Giuseppe Antonio Pasquale, 1876
Scacchiatura — also known as suckering or de-shooting, depending on local usage — is a form of green pruning consisting of the removal of the tomato’s axillary shoots, the small branches that develop where the leaves separate from the main stem. Locally, they are called cacchi, from which the operation takes its name. Still, they are also referred to as femminelle, suckers or side shoots: terms used to describe a shoot that, if allowed to grow, branches out and draws sap from the plant while giving almost nothing in return. Fausto Iezzi, a farmer in the Molino Vecchio district of Castel Castagna, explains this by showing the tip that bears the flower and the one that does not: the first must be left, the second removed, “otherwise it eats up the plant’s strength”, and the tomatoes remain small. The operation is carried out by hand, plant by plant, repeatedly from May onwards, and becomes an opportunity to tie the shoots to the cane supports as they grow.
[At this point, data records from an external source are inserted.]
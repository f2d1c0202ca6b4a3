//! Settings view: maintain the exercise catalog.

use std::cell::RefCell;
use std::rc::{Rc, Weak};

use liftlog_core::catalog::{add_to_catalog, remove_from_catalog};
use liftlog_core::render::{dom, render_catalog};
use liftlog_core::{Prompter, ViewController};
use tracing::{info, warn};
use wasm_bindgen::JsCast;
use web_sys::{Element, Event, HtmlInputElement, KeyboardEvent};

use super::SharedStore;
use crate::browser::BrowserPrompter;
use crate::dom::{event_element, has_class, require, EventBinding};

pub struct SettingsController {
    store: SharedStore,
    view: Option<Rc<SettingsView>>,
}

impl SettingsController {
    pub fn new(store: SharedStore) -> Self {
        Self { store, view: None }
    }
}

impl ViewController for SettingsController {
    fn mount(&mut self) -> Result<(), String> {
        let view = Rc::new(SettingsView {
            store: self.store.clone(),
            prompter: BrowserPrompter,
            list: require(dom::CATALOG_LIST)?,
            input: require(dom::CATALOG_INPUT)?,
            add_button: require(dom::CATALOG_ADD)?,
            bindings: RefCell::new(Vec::new()),
        });
        SettingsView::bind(&view)?;
        view.repaint();
        self.view = Some(view);
        info!("Settings view ready");
        Ok(())
    }

    fn teardown(&mut self) {
        if let Some(view) = self.view.take() {
            view.bindings.borrow_mut().clear();
        }
    }
}

struct SettingsView {
    store: SharedStore,
    prompter: BrowserPrompter,
    list: Element,
    input: HtmlInputElement,
    add_button: Element,
    bindings: RefCell<Vec<EventBinding>>,
}

impl SettingsView {
    fn bind(this: &Rc<Self>) -> Result<(), String> {
        let weak: Weak<Self> = Rc::downgrade(this);
        let on_add = {
            let weak = weak.clone();
            move |_: Event| {
                if let Some(view) = weak.upgrade() {
                    view.submit();
                }
            }
        };
        let on_key = {
            let weak = weak.clone();
            move |ev: Event| {
                let enter = ev
                    .dyn_ref::<KeyboardEvent>()
                    .map(|k| k.key() == "Enter")
                    .unwrap_or(false);
                if let (true, Some(view)) = (enter, weak.upgrade()) {
                    view.submit();
                }
            }
        };
        let on_list = move |ev: Event| {
            if let Some(view) = weak.upgrade() {
                view.on_list_click(&ev);
            }
        };

        *this.bindings.borrow_mut() = vec![
            EventBinding::listen(&this.add_button, "click", on_add)?,
            EventBinding::listen(&this.input, "keydown", on_key)?,
            EventBinding::listen(&this.list, "click", on_list)?,
        ];
        Ok(())
    }

    fn repaint(&self) {
        self.list
            .set_inner_html(&render_catalog(&self.store.get_exercises()));
    }

    fn submit(&self) {
        match add_to_catalog(&*self.store, &self.input.value()) {
            Ok(_) => {
                self.input.set_value("");
                self.repaint();
            }
            Err(e) => {
                warn!("Catalog add refused: {}", e);
                self.prompter.notify(&e.to_string());
            }
        }
    }

    fn on_list_click(&self, event: &Event) {
        let Some(target) = event_element(event) else {
            return;
        };
        if !has_class(&target, dom::CATALOG_DELETE) {
            return;
        }
        let Some(name) = target.get_attribute(dom::ATTR_NAME) else {
            return;
        };
        if !self
            .prompter
            .confirm(&format!("Delete \"{}\" from your exercises?", name))
        {
            return;
        }

        match remove_from_catalog(&*self.store, &name) {
            Ok(_) => self.repaint(),
            Err(e) => self.prompter.notify(&e.to_string()),
        }
    }
}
Scacchiatura, however, is only one element of what Fausto calls the “control of the vegetable garden”: the careful and daily observation of plants in order to detect disease or pest attacks in time, often encouraged by drought conditions. In an area with limited water availability, where irrigation is carried out by bringing well water into a cistern and distributing it drop by drop using a siphon, knowing how to read weather developments and calibrate watering is therefore an essential part of the farmer’s craft. The vegetable garden must also be protected: for this purpose, Fausto Iezzi uses copper and sulphur — copper solution applied every ten days, always in the evening when temperatures are cooler, following withholding periods that he knows by heart and applies rigorously.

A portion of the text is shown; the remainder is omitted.